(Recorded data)
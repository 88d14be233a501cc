/// One statement of compiled output.
///
/// The compiler keeps its output as structured records rather than
/// pre-rendered text: rollback and cleanup logic then stay independent of
/// the target-language syntax, and nothing ever needs to re-parse its own
/// output. [`std::fmt::Display`] produces the target text.
#[derive(Debug, Clone, PartialEq, Eq)]
pub enum Statement {
    /// A comment line; carries no executable semantics.
    Comment(String),
    /// Binds a target name to the value of a rendered expression.
    Assign {
        /// The name being bound.
        target: String,
        /// The rendered right-hand side expression.
        expr:   String,
    },
    /// Removes a name from the execution context.
    Delete(String),
}

impl std::fmt::Display for Statement {
    fn fmt(&self, f: &mut std::fmt::Formatter<'_>) -> std::fmt::Result {
        match self {
            Self::Comment(text) => write!(f, "# {text}"),
            Self::Assign { target, expr } => write!(f, "{target} = {expr}"),
            Self::Delete(name) => write!(f, "del({name})"),
        }
    }
}

/// Renders a statement sequence as an executable program text, one
/// statement per line.
///
/// # Parameters
/// - `code`: The statements to render, in order.
///
/// # Returns
/// The joined program text, without a trailing newline.
///
/// ## Example
/// ```
/// use gencalc::compiler::{Statement, render};
///
/// let code = vec![Statement::Assign { target: "x".to_string(),
///                                     expr:   "1".to_string(), },
///                 Statement::Delete("x".to_string())];
/// assert_eq!(render(&code), "x = 1\ndel(x)");
/// ```
#[must_use]
pub fn render(code: &[Statement]) -> String {
    let lines: Vec<String> = code.iter().map(ToString::to_string).collect();
    lines.join("\n")
}
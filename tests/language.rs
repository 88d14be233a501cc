use std::collections::HashMap;

use gencalc::{
    ast::Tree,
    compile_str,
    compiler::{Statement, compile_top},
    error::{CompileError, EvalError},
    evaluate_str,
    evaluator::evaluate,
    parser::parse,
    value::Value,
};

/// Parses a source string, asserting that no diagnostics were recorded.
fn parse_ok(source: &str) -> Tree {
    let (diagnostics, tree) = parse(source);
    assert!(diagnostics.is_empty(),
            "'{source}' produced diagnostics: {diagnostics:?}");
    tree
}

/// Compiles a source string and returns the rendered statement lines.
fn compile_lines(source: &str) -> Vec<String> {
    let mut code = Vec::new();
    compile_str(source, &mut code).unwrap_or_else(|e| panic!("'{source}' failed to compile: {e}"));
    code.iter().map(ToString::to_string).collect()
}

/// Evaluates a source string against a fresh binding store.
fn eval_fresh(source: &str) -> (Option<Value>, HashMap<String, Value>) {
    let mut bindings = HashMap::new();
    let value = evaluate_str(source, &mut bindings).unwrap_or_else(|e| {
                                                       panic!("'{source}' failed to evaluate: {e}")
                                                   });
    (value, bindings)
}
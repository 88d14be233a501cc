#[derive(Debug)]
/// Represents all errors that can occur during lexing or parsing.
///
/// These are never propagated out of the parser as `Err`; the parser
/// converts each one into a diagnostic string and returns a placeholder
/// `Pass` tree instead.
pub enum ParseError {
    /// Found an unexpected token while parsing.
    SyntaxError {
        /// The token encountered, as it appears in the source.
        token: String,
    },
    /// Reached the end of input unexpectedly.
    UnexpectedEof,
    /// The lexer could not form a token from the input.
    IllegalCharacter {
        /// The offending source text.
        text: String,
    },
}

impl std::fmt::Display for ParseError {
    fn fmt(&self, f: &mut std::fmt::Formatter<'_>) -> std::fmt::Result {
        match self {
            Self::SyntaxError { token } => write!(f, "Syntax error at '{token}'"),
            Self::UnexpectedEof => write!(f, "Syntax error at EOF"),
            Self::IllegalCharacter { text } => write!(f, "Illegal character '{text}'"),
        }
    }
}

impl std::error::Error for ParseError {}

#[derive(Debug)]
/// Aggregates parser diagnostics into a single failure.
///
/// The parser itself reports diagnostics as data; string-level callers
/// that need an error value (because a non-empty diagnostics list makes
/// the returned tree unusable) wrap the list in a `ParseFailure`.
pub struct ParseFailure {
    /// The recorded diagnostics, in order of generation.
    pub diagnostics: Vec<String>,
}

impl std::fmt::Display for ParseFailure {
    fn fmt(&self, f: &mut std::fmt::Formatter<'_>) -> std::fmt::Result {
        write!(f, "Parsing generated errors:\n{}", self.diagnostics.join("\n"))
    }
}

impl std::error::Error for ParseFailure {}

= What the task asks =
Please output the records once more, exactly as they were written.

= Expected answer =
repository 88d14be233a501cc
/// One statement of compiled output.
///
/// The compiler keeps its output as structured records rather than
/// pre-rendered text: rollback and cleanup logic then stay independent of
/// the target-language syntax, and nothing ever needs to re-parse its own
/// output. [`std::fmt::Display`] produces the target text.
#[derive(Debug, Clone, PartialEq, Eq)]
pub enum Statement {
    /// A comment line; carries no executable semantics.
    Comment(String),
    /// Binds a target name to the value of a rendered expression.
    Assign {
        /// The name being bound.
        target: String,
        /// The rendered right-hand side expression.
        expr:   String,
    },
    /// Removes a name from the execution context.
    Delete(String),
}

impl std::fmt::Display for Statement {
    fn fmt(&self, f: &mut std::fmt::Formatter<'_>) -> std::fmt::Result {
        match self {
            Self::Comment(text) => write!(f, "# {text}"),
            Self::Assign { target, expr } => write!(f, "{target} = {expr}"),
            Self::Delete(name) => write!(f, "del({name})"),
        }
    }
}

/// Renders a statement sequence as an executable program text, one
/// statement per line.
///
/// # Parameters
/// - `code`: The statements to render, in order.
///
/// # Returns
/// The joined program text, without a trailing newline.
///
/// ## Example
/// ```
/// use gencalc::compiler::{Statement, render};
///
/// let code = vec![Statement::Assign { target: "x".to_string(),
///                                     expr:   "1".to_string(), },
///                 Statement::Delete("x".to_string())];
/// assert_eq!(render(&code), "x = 1\ndel(x)");
/// ```
#[must_use]
pub fn render(code: &[Statement]) -> String {
    let lines: Vec<String> = code.iter().map(ToString::to_string).collect();
    lines.join("\n")
}
filename tests/language.rs
repository 88d14be233a501cc
use std::collections::HashMap;

use gencalc::{
    ast::Tree,
    compile_str,
    compiler::{Statement, compile_top},
    error::{CompileError, EvalError},
    evaluate_str,
    evaluator::evaluate,
    parser::parse,
    value::Value,
};

/// Parses a source string, asserting that no diagnostics were recorded.
fn parse_ok(source: &str) -> Tree {
    let (diagnostics, tree) = parse(source);
    assert!(diagnostics.is_empty(),
            "'{source}' produced diagnostics: {diagnostics:?}");
    tree
}

/// Compiles a source string and returns the rendered statement lines.
fn compile_lines(source: &str) -> Vec<String> {
    let mut code = Vec::new();
    compile_str(source, &mut code).unwrap_or_else(|e| panic!("'{source}' failed to compile: {e}"));
    code.iter().map(ToString::to_string).collect()
}

/// Evaluates a source string against a fresh binding store.
fn eval_fresh(source: &str) -> (Option<Value>, HashMap<String, Value>) {
    let mut bindings = HashMap::new();
    let value = evaluate_str(source, &mut bindings).unwrap_or_else(|e| {
                                                       panic!("'{source}' failed to evaluate: {e}")
                                                   });
    (value, bindings)
}
repository 88d14be233a501cc
#[derive(Debug)]
/// Represents all errors that can occur during lexing or parsing.
///
/// These are never propagated out of the parser as `Err`; the parser
/// converts each one into a diagnostic string and returns a placeholder
/// `Pass` tree instead.
pub enum ParseError {
    /// Found an unexpected token while parsing.
    SyntaxError {
        /// The token encountered, as it appears in the source.
        token: String,
    },
    /// Reached the end of input unexpectedly.
    UnexpectedEof,
    /// The lexer could not form a token from the input.
    IllegalCharacter {
        /// The offending source text.
        text: String,
    },
}

impl std::fmt::Display for ParseError {
    fn fmt(&self, f: &mut std::fmt::Formatter<'_>) -> std::fmt::Result {
        match self {
            Self::SyntaxError { token } => write!(f, "Syntax error at '{token}'"),
            Self::UnexpectedEof => write!(f, "Syntax error at EOF"),
            Self::IllegalCharacter { text } => write!(f, "Illegal character '{text}'"),
        }
    }
}

impl std::error::Error for ParseError {}

#[derive(Debug)]
/// Aggregates parser diagnostics into a single failure.
///
/// The parser itself reports diagnostics as data; string-level callers
/// that need an error value (because a non-empty diagnostics list makes
/// the returned tree unusable) wrap the list in a `ParseFailure`.
pub struct ParseFailure {
    /// The recorded diagnostics, in order of generation.
    pub diagnostics: Vec<String>,
}

impl std::fmt::Display for ParseFailure {
    fn fmt(&self, f: &mut std::fmt::Formatter<'_>) -> std::fmt::Result {
        write!(f, "Parsing generated errors:\n{}", self.diagnostics.join("\n"))
    }
}

impl std::error::Error for ParseFailure {}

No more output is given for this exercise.